I notice this morning on Facebook a strong post about the future of our church re the possibility of our theology on marriage changing the character of our church (and 70 comments to date in the exchange following!). What now for our church as we engage over the next two years in re-examining our theology of marriage?
Here is one question I think we should be thinking about (and there are many more to consider, some of which may be considered in future posts):
What is the state of the society in which we seek to be the visible church of God?
Historically, the church has always made some adaptation towards the way society is, even as it has also sought, variously, to prophetically critique society, as well as to convert people to Jesus Christ.
Just yesterday I had the fortunate and privileged experience of being part of a small group of local academics in an informal session with visiting New Testament scholar Darrell Bock, a specialist in Luke-Acts studies.
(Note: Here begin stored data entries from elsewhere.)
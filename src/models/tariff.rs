use serde::{Deserialize, Serialize};

/// UK Trade Tariff 候选商品编码
#[derive(Debug, Clone, PartialEq, Eq, Serialize, Deserialize)]
pub struct TariffCandidate {
    pub commodity_code: String,
    pub description: String,
    pub official_link: String,
}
One of the points Darrell made about Luke-Acts is that it functioned as 'sociological legitimation' of the early Christian movement. On the one hand showing that it had ancient and respectable roots in Judaism. On the other hand showing that through no particular fault of its own it had become separated from Judaism while seeking to be a responsible religious movement within the Roman Empire.
In Western society (at least), the church also stands in need of 'sociological legitimation'. That is, we need to be seen to be respectable, responsible, and reasonable. Not least, because the progress of the gospel depends on people making some sense of it: the gospel is different, but it is no virtue if it is deemed to be weird; belonging to the church has to make some kind of sense (e.g. because it is a friendly, supportive, caring community) and have a certain transparency (witness, by contrast, the alarm which cults and sects create in our society); and the church has to make some kind of contribution to the common good (not least to be a legitimated body, the contrast being Islamic societies where churches are more or less illegal, precisely because they threaten the common good of those societies as 'total' Islamic communities).
From this perspective, liberal/progressive tendencies in Western churches lean over backwards to be respectable, responsible and reasonable, while conservative tendencies in the same churches lean over backwards not to be unfaithful to what was once respectable, responsible and reasonable. One question for the latter being whether some shift is required because society has changed - a question which simply has to be asked for the sake of conservative integrity because examples abound of conservatives making some shifts to adapt to a changing world.
A question for the former, however, is whether leaning over backwards for the sake of sociological legitimation is precisely at the expense of the existence of the church itself.
That's enough for now, save to make one further observation out of some remarks Darrell Bock made: Luke took great pains in the telling of the story of the early church to tell us that this church held together across many tensions. It was the church of Hebrew speaking Jews and Greek speaking Jews, of Jewish Christians and Gentile Christians, of Jerusalem and Rome, of Peter and Paul. I loved Darrell's observation that when the crucial Jerusalem council was held over the tensions between Jewish and Gentile Christians, it is the doyen of Jewish Christianity, James the brother of Jesus (and writer of the Letter of James) to whom Luke gives the lead role in proposing the compromise which will hold the two factions together.
What is our Luke-Acts story for the Western church today, for ACANZP?